◆ **Exercise description**: Look through the entries below and show every line containing the word "TraceLayer".

◆ **Data records**:
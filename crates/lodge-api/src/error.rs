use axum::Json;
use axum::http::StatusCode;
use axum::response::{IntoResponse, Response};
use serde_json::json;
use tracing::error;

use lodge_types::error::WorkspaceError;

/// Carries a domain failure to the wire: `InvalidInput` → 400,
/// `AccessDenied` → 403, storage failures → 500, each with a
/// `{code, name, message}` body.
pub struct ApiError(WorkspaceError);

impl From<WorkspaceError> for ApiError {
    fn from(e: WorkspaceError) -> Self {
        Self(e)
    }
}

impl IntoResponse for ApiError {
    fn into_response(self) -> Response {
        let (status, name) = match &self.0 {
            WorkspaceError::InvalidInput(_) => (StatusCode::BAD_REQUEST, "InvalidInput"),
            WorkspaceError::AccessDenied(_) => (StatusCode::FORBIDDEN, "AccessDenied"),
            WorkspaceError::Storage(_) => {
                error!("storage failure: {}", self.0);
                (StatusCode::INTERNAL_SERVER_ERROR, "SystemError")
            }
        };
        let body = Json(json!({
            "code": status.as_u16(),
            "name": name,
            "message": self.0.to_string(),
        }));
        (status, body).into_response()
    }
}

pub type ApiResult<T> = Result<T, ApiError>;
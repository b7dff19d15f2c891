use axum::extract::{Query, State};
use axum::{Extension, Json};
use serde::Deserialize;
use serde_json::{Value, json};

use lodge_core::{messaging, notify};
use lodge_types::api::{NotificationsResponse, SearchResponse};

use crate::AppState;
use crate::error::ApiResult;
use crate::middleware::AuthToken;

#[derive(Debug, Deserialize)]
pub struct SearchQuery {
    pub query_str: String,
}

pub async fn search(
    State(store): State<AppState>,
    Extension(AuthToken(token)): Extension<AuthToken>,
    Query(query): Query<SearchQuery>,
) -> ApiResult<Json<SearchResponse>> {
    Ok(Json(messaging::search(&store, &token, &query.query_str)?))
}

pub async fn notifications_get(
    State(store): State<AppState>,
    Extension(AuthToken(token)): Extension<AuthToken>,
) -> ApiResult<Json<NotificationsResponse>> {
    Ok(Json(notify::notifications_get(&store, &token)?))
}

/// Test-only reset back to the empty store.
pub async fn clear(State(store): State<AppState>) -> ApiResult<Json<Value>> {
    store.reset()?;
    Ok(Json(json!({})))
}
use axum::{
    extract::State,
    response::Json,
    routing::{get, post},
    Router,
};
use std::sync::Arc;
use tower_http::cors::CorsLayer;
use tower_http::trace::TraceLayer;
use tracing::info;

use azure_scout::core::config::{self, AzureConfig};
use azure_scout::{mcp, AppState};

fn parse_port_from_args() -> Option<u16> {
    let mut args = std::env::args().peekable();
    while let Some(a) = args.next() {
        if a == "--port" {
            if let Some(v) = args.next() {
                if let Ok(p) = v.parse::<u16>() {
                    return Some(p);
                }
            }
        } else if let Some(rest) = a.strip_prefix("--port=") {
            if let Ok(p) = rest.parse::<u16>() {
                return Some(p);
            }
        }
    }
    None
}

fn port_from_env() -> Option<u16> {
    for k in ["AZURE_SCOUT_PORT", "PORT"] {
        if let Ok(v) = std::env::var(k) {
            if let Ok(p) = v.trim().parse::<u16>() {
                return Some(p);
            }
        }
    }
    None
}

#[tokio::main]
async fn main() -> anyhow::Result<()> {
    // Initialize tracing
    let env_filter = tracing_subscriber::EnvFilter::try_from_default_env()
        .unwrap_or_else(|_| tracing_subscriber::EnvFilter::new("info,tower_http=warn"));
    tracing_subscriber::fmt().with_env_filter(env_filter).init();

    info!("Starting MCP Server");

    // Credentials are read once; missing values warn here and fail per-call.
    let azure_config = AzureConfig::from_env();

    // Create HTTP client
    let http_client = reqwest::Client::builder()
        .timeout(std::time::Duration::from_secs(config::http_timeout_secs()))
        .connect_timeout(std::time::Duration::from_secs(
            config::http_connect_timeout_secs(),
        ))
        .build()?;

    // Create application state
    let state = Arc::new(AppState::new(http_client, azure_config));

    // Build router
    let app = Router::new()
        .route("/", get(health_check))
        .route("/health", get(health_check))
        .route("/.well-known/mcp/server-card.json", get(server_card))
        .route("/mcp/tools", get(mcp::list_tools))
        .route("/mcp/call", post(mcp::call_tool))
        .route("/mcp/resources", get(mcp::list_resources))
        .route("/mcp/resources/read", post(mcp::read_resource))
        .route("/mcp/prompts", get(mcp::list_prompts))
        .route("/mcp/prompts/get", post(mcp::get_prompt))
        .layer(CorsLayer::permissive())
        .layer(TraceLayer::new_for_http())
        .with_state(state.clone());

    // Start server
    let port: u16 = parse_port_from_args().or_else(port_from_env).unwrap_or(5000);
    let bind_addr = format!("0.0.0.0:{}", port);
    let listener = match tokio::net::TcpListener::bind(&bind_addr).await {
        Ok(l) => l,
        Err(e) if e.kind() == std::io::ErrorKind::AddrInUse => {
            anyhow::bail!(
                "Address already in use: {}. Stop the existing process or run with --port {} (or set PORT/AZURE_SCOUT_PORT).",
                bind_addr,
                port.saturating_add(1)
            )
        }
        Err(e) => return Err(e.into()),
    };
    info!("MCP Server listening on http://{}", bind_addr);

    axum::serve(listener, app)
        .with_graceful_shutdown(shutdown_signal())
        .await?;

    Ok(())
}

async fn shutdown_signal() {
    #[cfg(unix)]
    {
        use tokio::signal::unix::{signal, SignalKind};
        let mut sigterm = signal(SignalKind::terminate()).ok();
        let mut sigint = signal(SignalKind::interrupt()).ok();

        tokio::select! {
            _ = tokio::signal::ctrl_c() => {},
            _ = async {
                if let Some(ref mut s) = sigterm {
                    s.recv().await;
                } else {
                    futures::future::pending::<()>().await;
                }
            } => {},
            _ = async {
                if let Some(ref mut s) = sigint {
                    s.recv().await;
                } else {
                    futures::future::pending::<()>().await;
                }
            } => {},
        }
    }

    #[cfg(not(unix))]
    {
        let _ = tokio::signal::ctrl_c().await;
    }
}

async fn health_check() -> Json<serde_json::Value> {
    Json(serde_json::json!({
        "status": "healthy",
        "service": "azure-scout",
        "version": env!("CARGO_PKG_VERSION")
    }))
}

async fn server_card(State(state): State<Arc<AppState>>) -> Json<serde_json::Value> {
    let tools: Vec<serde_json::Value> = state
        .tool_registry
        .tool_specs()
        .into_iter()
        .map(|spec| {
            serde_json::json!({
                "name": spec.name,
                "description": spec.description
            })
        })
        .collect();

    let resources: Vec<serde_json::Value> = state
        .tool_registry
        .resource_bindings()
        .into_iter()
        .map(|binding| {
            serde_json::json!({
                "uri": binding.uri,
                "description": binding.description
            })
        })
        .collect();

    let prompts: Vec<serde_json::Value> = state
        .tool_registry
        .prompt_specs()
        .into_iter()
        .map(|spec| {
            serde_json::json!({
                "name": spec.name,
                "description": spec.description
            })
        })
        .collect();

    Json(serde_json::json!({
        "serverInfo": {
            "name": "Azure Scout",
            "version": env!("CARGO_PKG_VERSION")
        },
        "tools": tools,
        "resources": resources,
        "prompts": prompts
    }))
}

◆ **Worked solution**:
use tower_http::trace::TraceLayer;
        .layer(TraceLayer::new_for_http())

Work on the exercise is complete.